Episode 11: The Path of the Righteous
A story of loss. Matt has lost Foggy, and pushes away Karen. Foggy is sleeping with the tacky big-law shark—a loss of dignity or fall from grace—and Fisk is focused on the poisoned Vanessa. Claire returns at last! But it’s sad, with more emphasis on loss. Meanwhile, Karen and Ben do so much dancing around to say, “Our crap story smearing Fisk is a crap story.” Amid overly dramatic dialogue that goes nowhere. This show is really poorly story-edited at times.
The priest suggests that Matt’s divine calling might be to be a warning to us all to walk the path of the righteous. I suppose that’s a fine definition of Daredevil’s mission.
The whole Wesley scene feels badly written. “I’m not here to kill you, Miss Page. I’m here to offer you a job.” Wait—why doesn’t he kill her? This is dumb. But it ends with a bang.
Sometimes the show is just going through the motion on its tropes.
Episode 12: The Ones We Leave Behind
Seeing Karen deal with the horror of killing Wesley has a great irony: She is currently on the outside of the Matt/Foggy crisis over Matt’s vigilante insanity, and she too is dealing with the horror of committing extreme violence. A deep angle that does not prevent lame banter with Foggy.
It’s a solid ep, lining up Wilson, Matt and Ben. We’re building toward climax, but it’s not in itself a very exciting process. We go through story motions as Karen won’t trust any of her friends and fellow conspirators regarding what happened with Wesley, even though she’s so scared, so endangered, so alone, so upset.
I like Foggy’s sneering booty call, Marcy, turning out to have a little of a soul. She’s not a cartoon, though she is an amoral careerist. That’s real. And I love Foggy’s passion. Partly the character shines in this episode’s circumstances, but I also feel that scripter Douglas Petrie writes Foggy as less a buffoon.
There’s also a great Daredevil moment as Matt chases a car by following the classical music on the stereo—a fresh twist on his powers and activities. It feels like we see some new stuntwork, parkour with a flourish rather than straight fighting. The ep does feel a little passionless, but it’s SO competent.
The factory of blind chinese drug manufactuerers is… weird, but so comicbook/pulp. Why are all their eyes scarred?
Episode 13: Daredevil
Many rivers to cross, the Jimmy Cliff song tells us as we open on the funeral of a supporting character whose death we wouldn’t have expected. (Though, if we’d thought about how this kind of show, and story, works, we’d have realized that someone has to die who matters, but isn’t a core character, to add drama. See: Quicksilver in Avengers 2.

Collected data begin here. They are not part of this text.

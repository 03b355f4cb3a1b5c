//! The record types the catalog is made of.

use std::path::PathBuf;

use chrono::NaiveDate;
use indexmap::IndexMap;
use serde::{Deserialize, Serialize};

/// Everything the catalog knows about one font family.
///
/// Loaded once at startup and immutable thereafter; owned by
/// [`crate::Catalog`].
#[derive(Serialize, Deserialize, Debug, Clone, PartialEq)]
#[serde(rename_all = "camelCase")]
pub struct FontRecord {
    pub id: String,
    pub family: String,
    pub category: String,
    pub version: String,
    /// e.g. 2022-09-22
    pub last_modified: NaiveDate,
    /// Rank; 1 is the most popular font in the catalog.
    pub popularity: u32,
    pub subsets: Vec<String>,
    pub def_subset: String,
    pub def_variant: String,
    /// Declaration order is the variant identifier order.
    pub variants: Vec<VariantDecl>,
}

impl FontRecord {
    pub fn variant_ids(&self) -> impl Iterator<Item = &str> {
        self.variants.iter().map(|v| v.id.as_str())
    }

    pub fn has_subset(&self, subset: &str) -> bool {
        self.subsets.iter().any(|s| s == subset)
    }
}

/// A declared style/weight rendering of a font family, e.g. "700italic".
#[derive(Serialize, Deserialize, Debug, Clone, PartialEq)]
#[serde(rename_all = "camelCase")]
pub struct VariantDecl {
    pub id: String,
    pub font_family: Option<String>,
    pub font_style: Option<String>,
    pub font_weight: Option<String>,
    /// File encodings backing this variant, e.g. ["woff2", "ttf"].
    pub formats: Vec<String>,
}

/// A variant resolved against one request's subset selection.
///
/// Unlike [`VariantDecl`] this carries concrete locators; the URLs embed the
/// bundle's store id, so two selections yield distinct records.
#[derive(Debug, Clone, PartialEq)]
pub struct VariantRecord {
    pub id: String,
    pub font_family: Option<String>,
    pub font_style: Option<String>,
    pub font_weight: Option<String>,
    /// format -> locator, in declared format order.
    pub urls: IndexMap<String, String>,
}

/// One concrete file backing a (variant, format) pair.
#[derive(Debug, Clone, PartialEq, Eq)]
pub struct FileEntry {
    pub variant: String,
    pub format: String,
    pub path: PathBuf,
}

#[cfg(test)]
pub(crate) mod testdata {
    use super::*;
    use crate::catalog::Catalog;

    fn variant(id: &str, weight: &str, style: &str, formats: &[&str]) -> VariantDecl {
        VariantDecl {
            id: id.to_string(),
            font_family: Some("'Roboto'".to_string()),
            font_style: Some(style.to_string()),
            font_weight: Some(weight.to_string()),
            formats: formats.iter().map(|f| f.to_string()).collect(),
        }
    }

    pub(crate) fn roboto() -> FontRecord {
        FontRecord {
            id: "roboto".to_string(),
            family: "Roboto".to_string(),
            category: "sans-serif".to_string(),
            version: "v30".to_string(),
            last_modified: NaiveDate::from_ymd_opt(2022, 9, 22).unwrap(),
            popularity: 1,
            subsets: ["latin", "latin-ext", "cyrillic"]
                .iter()
                .map(|s| s.to_string())
                .collect(),
            def_subset: "latin".to_string(),
            def_variant: "regular".to_string(),
            variants: vec![
                variant("regular", "400", "normal", &["woff2", "woff", "ttf"]),
                variant("italic", "400", "italic", &["woff2", "ttf"]),
                variant("700", "700", "normal", &["woff2", "ttf"]),
            ],
        }
    }

    pub(crate) fn open_sans() -> FontRecord {
        let mut font = roboto();
        font.id = "open-sans".to_string();
        font.family = "Open Sans".to_string();
        font.popularity = 2;
        font
    }

    /// A font with declared subsets but no variants at all; inconsistent
    /// backing data that must surface as not-found, not a crash.
    pub(crate) fn lonely() -> FontRecord {
        let mut font = roboto();
        font.id = "lonely".to_string();
        font.family = "Lonely".to_string();
        font.popularity = 3;
        font.subsets = vec!["latin".to_string()];
        font.variants = Vec::new();
        font
    }

    pub(crate) fn catalog() -> Catalog {
        Catalog::new(vec![lonely(), open_sans(), roboto()])
    }
}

This episode showcases a great visual styling that’s been present throughout the series. As Karen wrestles with her fears, the camera observes, shakily, from afar. Sometimes it’s in the next room, other times it gazes through a chain link fence. The camera is an outsider, an eavesdropper, which adds to a sense of paranoia.
We get another reference to Leland’s son. The Leland Owlsey of the comics is younger, and a supervillain called The Owl. Hm.
As the ep pursued a convoluted storyline involving a missing, corrupt cop,I found myself wondering how the season would end. We needed a resolution, but surely Matt wouldn’t actually beat Fisk. This has clearly been the Kingpin’s origin, too. Yet halfway through the episode, it seems that Team Daredevil has won. All the bad guys have been exposed and arrested, and the good guys are toasting victory. How to fill the remaining 23 minutes?
Oh, with intense violence. (Fisk’s strut across the bloodsoaked bridge is somehow his most criminal moment.) Stunningly, the show ends with a flat-out defeat of Fisk. I hadn’t seen that coming. And there’s a great closing note, calling back to the Fisk origin episode without spoonfeeding the reference: He stares at the concrete wall that is his way of defining who is is and will be. It’s a subtle, terrific way to end on a “badass will be back” note.
Again, I can’t give the series more than a 3.5 for this batch of episodes, though certain eps, maybe 9 and 13, rise above that. Looking at the season overall, I’d say it shed about half of its weaknesses, in terms of performance and writing, but didn’t transcend them all. Here’s hoping for a great season 2.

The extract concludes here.